Analysis of horizontal drift compensation methods for a tethered multi-rotor flying platform

Abstract

The prevalence of unmanned systems of the multirotor type and their use in various fields is becoming higher every year. However, almost all such systems have a significant limitation — the flight time and, accordingly, the effective operating time of most multi-rotor platforms (MRPs) is 15–20 minutes. Th e obvious solution using larger capacity batteries or more energy efficient batteries solves this for a limited range of applications. In this regard, the issue of using tethered MCI to achieve higher flight times due to the provision of power via a cable-cable for use as quick-deployed observation posts or antenna installations is relevant.
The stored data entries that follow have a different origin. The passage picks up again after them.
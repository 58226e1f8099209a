//! Movement core
//!
//! State selection, speed ramping, dash sequencing, and slope handling. Each
//! piece advances once per tick and talks to the physics body only through
//! [`momentum_physics::PhysicsBody`].

mod config;
mod dash;
mod ramp;
mod slope;
mod state;

pub use config::{
    DashConfig, MovementConfig, CROUCH_IMPULSE, DASH_IMPULSE_DELAY, MOVE_FORCE_MULTIPLIER,
    SLOPE_STICK_FORCE,
};
pub use dash::{DashAim, DashEvent, DashOutcome, DashPhase, DashSequencer, DashState};
pub use ramp::{SpeedProfile, SpeedRamp};
pub use slope::{SlopeProjector, SlopeReport};
pub use state::{MotionContext, MovementState, MovementStateMachine, Transition};
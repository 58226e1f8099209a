//! Time-scaled linear speed ramp

use serde::{Deserialize, Serialize};

/// Current speed, the speed being approached, and how fast the ramp runs
#[derive(Debug, Clone, Copy, PartialEq, Serialize, Deserialize)]
pub struct SpeedProfile {
    pub current: f32,
    pub target: f32,
    pub rate: f32,
}

/// One in-flight interpolation
#[derive(Debug, Clone, Copy, PartialEq)]
struct RampSegment {
    from: f32,
    to: f32,
    span: f32,
    elapsed: f32,
}

/// Moves a speed linearly toward a target.
///
/// Elapsed time is scaled by the ramp rate and compared against the speed
/// difference, so a rate of 1 closes one unit of speed per second. At most one
/// segment is in flight; beginning another drops the old one where it stands.
#[derive(Debug, Clone)]
pub struct SpeedRamp {
    profile: SpeedProfile,
    segment: Option<RampSegment>,
}

impl SpeedRamp {
    /// Create a ramp resting at `speed`
    pub fn new(speed: f32) -> Self {
        Self {
            profile: SpeedProfile {
                current: speed,
                target: speed,
                rate: 1.0,
            },
            segment: None,
        }
    }

    /// Start ramping from `from` to `to`, cancelling any ramp in flight.
    ///
    /// Completes immediately when the two speeds are equal.
    pub fn begin(&mut self, from: f32, to: f32, rate: f32) {
        self.profile = SpeedProfile {
            current: from,
            target: to,
            rate,
        };

        let span = (to - from).abs();
        self.segment = if span > 0.0 {
            Some(RampSegment {
                from,
                to,
                span,
                elapsed: 0.0,
            })
        } else {
            self.profile.current = to;
            None
        };
    }

    /// Jump straight to `speed`, cancelling any ramp in flight
    pub fn snap(&mut self, speed: f32) {
        self.segment = None;
        self.profile.current = speed;
        self.profile.target = speed;
    }

    /// Advance by `dt` seconds and return the interpolated speed.
    ///
    /// Once scaled elapsed time reaches the speed difference the ramp returns
    /// exactly the target and stops. Without a ramp in flight the current
    /// speed is returned unchanged.
    pub fn tick(&mut self, dt: f32) -> f32 {
        let Some(segment) = self.segment.as_mut() else {
            return self.profile.current;
        };

        segment.elapsed += dt * self.profile.rate;
        if segment.elapsed >= segment.span {
            self.profile.current = segment.to;
            self.segment = None;
        } else {
            let t = segment.elapsed / segment.span;
            self.profile.current = segment.from + (segment.to - segment.from) * t;
        }
        self.profile.current
    }

    /// Whether a ramp is in flight
    pub fn is_running(&self) -> bool {
        self.segment.is_some()
    }

    /// Current speed
    pub fn speed(&self) -> f32 {
        self.profile.current
    }

    /// Snapshot of the profile
    pub fn profile(&self) -> SpeedProfile {
        self.profile
    }
}

impl Default for SpeedRamp {
    fn default() -> Self {
        Self::new(0.0)
    }
}
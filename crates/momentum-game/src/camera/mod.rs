//! Camera system module
//!
//! First-person look camera with pitch clamping and timed FOV effects.

mod config;
mod controller;
mod fov;

pub use config::CameraConfig;
pub use controller::LookCamera;
pub use fov::FovTween;
//! The physics collaborator driven by the movement core
//!
//! The movement core never integrates motion itself. It reads velocity and a
//! ground probe from the host body and sends back impulses, forces, and
//! gravity/drag toggles.

use glam::Vec3;

/// Result of a downward ground/slope probe
#[derive(Debug, Clone, Copy, PartialEq)]
pub struct GroundProbe {
    /// Whether the probe ray hit anything
    pub hit: bool,
    /// Surface normal at the hit point (meaningless when `hit` is false)
    pub normal: Vec3,
}

impl GroundProbe {
    /// Probe that found nothing underneath
    pub fn miss() -> Self {
        Self {
            hit: false,
            normal: Vec3::Y,
        }
    }

    /// Probe that hit a surface with the given normal
    pub fn hit(normal: Vec3) -> Self {
        Self { hit: true, normal }
    }
}

impl Default for GroundProbe {
    fn default() -> Self {
        Self::miss()
    }
}

/// Ground information sampled once per tick
#[derive(Debug, Clone, Copy, Default, PartialEq)]
pub struct GroundSample {
    /// Standing on walkable ground (short ray)
    pub grounded: bool,
    /// Slope probe (slightly longer ray, reports the surface normal)
    pub probe: GroundProbe,
}

impl GroundSample {
    /// Airborne: nothing below within reach
    pub fn airborne() -> Self {
        Self::default()
    }

    /// Standing on flat ground
    pub fn flat() -> Self {
        Self::on_surface(Vec3::Y)
    }

    /// Standing on a surface with the given normal
    pub fn on_surface(normal: Vec3) -> Self {
        Self {
            grounded: true,
            probe: GroundProbe::hit(normal),
        }
    }
}

/// A simulated body the movement core can query and push around
pub trait PhysicsBody {
    /// Current linear velocity
    fn velocity(&self) -> Vec3;

    /// Overwrite the linear velocity
    fn set_velocity(&mut self, velocity: Vec3);

    /// Instantaneous velocity change (unit mass)
    fn apply_impulse(&mut self, impulse: Vec3);

    /// Continuous force for the coming physics step
    fn add_force(&mut self, force: Vec3);

    /// Toggle gravity for this body
    fn set_gravity_enabled(&mut self, enabled: bool);

    /// Set the linear drag coefficient
    fn set_drag(&mut self, drag: f32);

    /// Sample ground and slope underneath the body
    fn ground(&self) -> GroundSample;

    /// Scale the body's height (crouching). Hosts without resizable shapes may ignore it.
    fn set_height_scale(&mut self, _scale: f32) {}
}

/// A request the movement core made of its body
#[derive(Debug, Clone, Copy, PartialEq)]
pub enum BodyRequest {
    SetVelocity(Vec3),
    Impulse(Vec3),
    Force(Vec3),
    Gravity(bool),
    Drag(f32),
    HeightScale(f32),
}

/// Body that records every request and keeps the last applied state.
///
/// Velocity reacts to impulses and `set_velocity`; forces are only recorded.
/// Useful for headless hosts and tests.
#[derive(Debug, Clone)]
pub struct RecordingBody {
    pub velocity: Vec3,
    pub ground: GroundSample,
    pub gravity_enabled: bool,
    pub drag: f32,
    pub height_scale: f32,
    pub requests: Vec<BodyRequest>,
}

impl RecordingBody {
    /// Create a resting body on flat ground
    pub fn new() -> Self {
        Self {
            velocity: Vec3::ZERO,
            ground: GroundSample::flat(),
            gravity_enabled: true,
            drag: 0.0,
            height_scale: 1.0,
            requests: Vec::new(),
        }
    }

    /// Create a resting body with a specific ground sample
    pub fn with_ground(ground: GroundSample) -> Self {
        Self {
            ground,
            ..Self::new()
        }
    }

    /// All impulses applied so far, in order
    pub fn impulses(&self) -> Vec<Vec3> {
        self.requests
            .iter()
            .filter_map(|request| match request {
                BodyRequest::Impulse(impulse) => Some(*impulse),
                _ => None,
            })
            .collect()
    }

    /// All forces added so far, in order
    pub fn forces(&self) -> Vec<Vec3> {
        self.requests
            .iter()
            .filter_map(|request| match request {
                BodyRequest::Force(force) => Some(*force),
                _ => None,
            })
            .collect()
    }
}

impl Default for RecordingBody {
    fn default() -> Self {
        Self::new()
    }
}

impl PhysicsBody for RecordingBody {
    fn velocity(&self) -> Vec3 {
        self.velocity
    }

    fn set_velocity(&mut self, velocity: Vec3) {
        self.velocity = velocity;
        self.requests.push(BodyRequest::SetVelocity(velocity));
    }

    fn apply_impulse(&mut self, impulse: Vec3) {
        self.velocity += impulse;
        self.requests.push(BodyRequest::Impulse(impulse));
    }

    fn add_force(&mut self, force: Vec3) {
        self.requests.push(BodyRequest::Force(force));
    }

    fn set_gravity_enabled(&mut self, enabled: bool) {
        self.gravity_enabled = enabled;
        self.requests.push(BodyRequest::Gravity(enabled));
    }

    fn set_drag(&mut self, drag: f32) {
        self.drag = drag;
        self.requests.push(BodyRequest::Drag(drag));
    }

    fn ground(&self) -> GroundSample {
        self.ground
    }

    fn set_height_scale(&mut self, scale: f32) {
        self.height_scale = scale;
        self.requests.push(BodyRequest::HeightScale(scale));
    }
}
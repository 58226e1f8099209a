//! Slope classification and move-direction projection

use glam::Vec3;
use momentum_core::math::{angle_between_degrees, project_on_plane, UP};
use momentum_physics::GroundProbe;

/// What the slope check decided for this tick
#[derive(Debug, Clone, Copy, PartialEq)]
pub struct SlopeReport {
    /// Standing on a walkable, non-flat slope
    pub on_slope: bool,
    /// Angle between up and the ground normal in degrees (0 without a hit)
    pub angle: f32,
    /// Move direction projected onto the slope plane (unit length or zero)
    pub direction: Vec3,
    /// Push down to stop bouncing off the crest
    pub push_down: bool,
    /// Gravity stays off while on a slope so the body does not slide
    pub gravity_enabled: bool,
}

/// Classifies ground as slope and bends movement along it
#[derive(Debug, Clone, Copy)]
pub struct SlopeProjector {
    /// Steepest walkable slope in degrees
    pub max_angle: f32,
}

impl SlopeProjector {
    pub fn new(max_angle: f32) -> Self {
        Self { max_angle }
    }

    /// Slope angle for a probe, in degrees
    pub fn angle(probe: &GroundProbe) -> f32 {
        if probe.hit {
            angle_between_degrees(UP, probe.normal)
        } else {
            0.0
        }
    }

    /// Flat ground (exactly 0) and anything at or past the limit are not slopes
    pub fn is_walkable_slope(&self, angle: f32) -> bool {
        angle > 0.0 && angle < self.max_angle
    }

    /// Whether the probe found a walkable slope
    pub fn on_slope(&self, probe: &GroundProbe) -> bool {
        probe.hit && self.is_walkable_slope(Self::angle(probe))
    }

    /// Project a move vector onto the plane with the given normal
    pub fn project(move_dir: Vec3, normal: Vec3) -> Vec3 {
        project_on_plane(move_dir, normal).normalize_or_zero()
    }

    /// Classify the ground and project the move direction
    pub fn evaluate(&self, probe: &GroundProbe, move_dir: Vec3, vertical_velocity: f32) -> SlopeReport {
        let angle = Self::angle(probe);
        let on_slope = probe.hit && self.is_walkable_slope(angle);

        let direction = if on_slope {
            Self::project(move_dir, probe.normal)
        } else {
            Vec3::ZERO
        };

        SlopeReport {
            on_slope,
            angle,
            direction,
            push_down: on_slope && vertical_velocity > 0.0,
            gravity_enabled: !on_slope,
        }
    }
}

#[cfg(test)]
mod tests {
    use super::*;

    fn tilted(angle_degrees: f32) -> GroundProbe {
        let a = angle_degrees.to_radians();
        GroundProbe::hit(Vec3::new(a.sin(), a.cos(), 0.0))
    }

    #[test]
    fn test_flat_ground_is_not_a_slope() {
        let projector = SlopeProjector::new(40.0);
        let report = projector.evaluate(&GroundProbe::hit(Vec3::Y), Vec3::X, 1.0);
        assert_eq!(report.angle, 0.0);
        assert!(!report.on_slope);
        assert!(!report.push_down);
        assert!(report.gravity_enabled);
    }

    #[test]
    fn test_slope_bounds() {
        let projector = SlopeProjector::new(40.0);
        assert!(!projector.is_walkable_slope(0.0));
        assert!(projector.is_walkable_slope(0.01));
        assert!(projector.is_walkable_slope(39.99));
        assert!(!projector.is_walkable_slope(40.0));
        assert!(!projector.is_walkable_slope(60.0));

        assert!(projector.on_slope(&tilted(39.5)));
        assert!(!projector.on_slope(&tilted(40.5)));
    }

    #[test]
    fn test_miss_is_not_a_slope() {
        let projector = SlopeProjector::new(40.0);
        let report = projector.evaluate(&GroundProbe::miss(), Vec3::X, 0.0);
        assert!(!report.on_slope);
        assert!(report.gravity_enabled);
    }

    #[test]
    fn test_projection_follows_the_slope() {
        let projector = SlopeProjector::new(45.0);
        let probe = tilted(30.0);
        let report = projector.evaluate(&probe, Vec3::NEG_X, 0.0);

        assert!(report.on_slope);
        assert!(!report.gravity_enabled);
        assert!((report.direction.length() - 1.0).abs() < 1e-5);
        assert!(report.direction.dot(probe.normal).abs() < 1e-5);
        // Walking toward -X climbs this slope
        assert!(report.direction.y > 0.0);
    }

    #[test]
    fn test_push_down_only_when_rising() {
        let projector = SlopeProjector::new(45.0);
        let probe = tilted(20.0);
        assert!(projector.evaluate(&probe, Vec3::X, 0.5).push_down);
        assert!(!projector.evaluate(&probe, Vec3::X, 0.0).push_down);
        assert!(!projector.evaluate(&probe, Vec3::X, -0.5).push_down);
    }

    #[test]
    fn test_no_input_projects_to_zero() {
        let projector = SlopeProjector::new(45.0);
        let report = projector.evaluate(&tilted(20.0), Vec3::ZERO, 0.0);
        assert_eq!(report.direction, Vec3::ZERO);
    }

    #[test]
    fn test_capsule_on_rapier_ramp_is_on_slope() {
        use momentum_physics::{CharacterBody, CharacterBodyConfig, PhysicsBody, PhysicsWorld};

        let mut world = PhysicsWorld::new();
        world.create_ground(-5.0);
        world.create_ramp(Vec3::new(5.0, 0.5, 5.0), Vec3::ZERO, 25.0);
        // Ramp top over the origin sits at 0.5 / cos(25°); stand just above it
        let mut character = CharacterBody::spawn(
            &mut world,
            CharacterBodyConfig::default(),
            Vec3::new(0.0, 1.65, 0.0),
        );
        world.update_queries();

        let body = character.bind(&mut world);
        let ground = body.ground();
        assert!(ground.grounded);
        assert!(ground.probe.hit);
        assert!((SlopeProjector::angle(&ground.probe) - 25.0).abs() < 0.1);

        let projector = SlopeProjector::new(40.0);
        let report = projector.evaluate(&ground.probe, Vec3::NEG_X, 0.0);
        assert!(report.on_slope);
        assert!(!report.gravity_enabled);
        assert!(report.direction.y > 0.0);

        assert!(!SlopeProjector::new(20.0).on_slope(&ground.probe));
    }
}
Specific requirements for these systems is the ability to work in conditions where the disturbing effect of wind and its gusts on the vehicle stabilization system is possible. These disturbances must be taken into account when developing control systems for tethered MCIs. The paper analyzes the ways to compensate for the horizontal drift of a tethered multi-rotor flying platform in the presence of a horizontally directed wind disturbance. To minimize this disturbance to the movement of the platform, various approaches can be used, which requires the development of appropriate control algorithms. As part of solving the problem of finding the most efficient control method, two structurally most convenient ways to compensate for horizontal drift have been established: by increasing the traction force of the motors and by turning the MCI. The results of a comparative analysis of energy costs for the implementation of both methods are presented.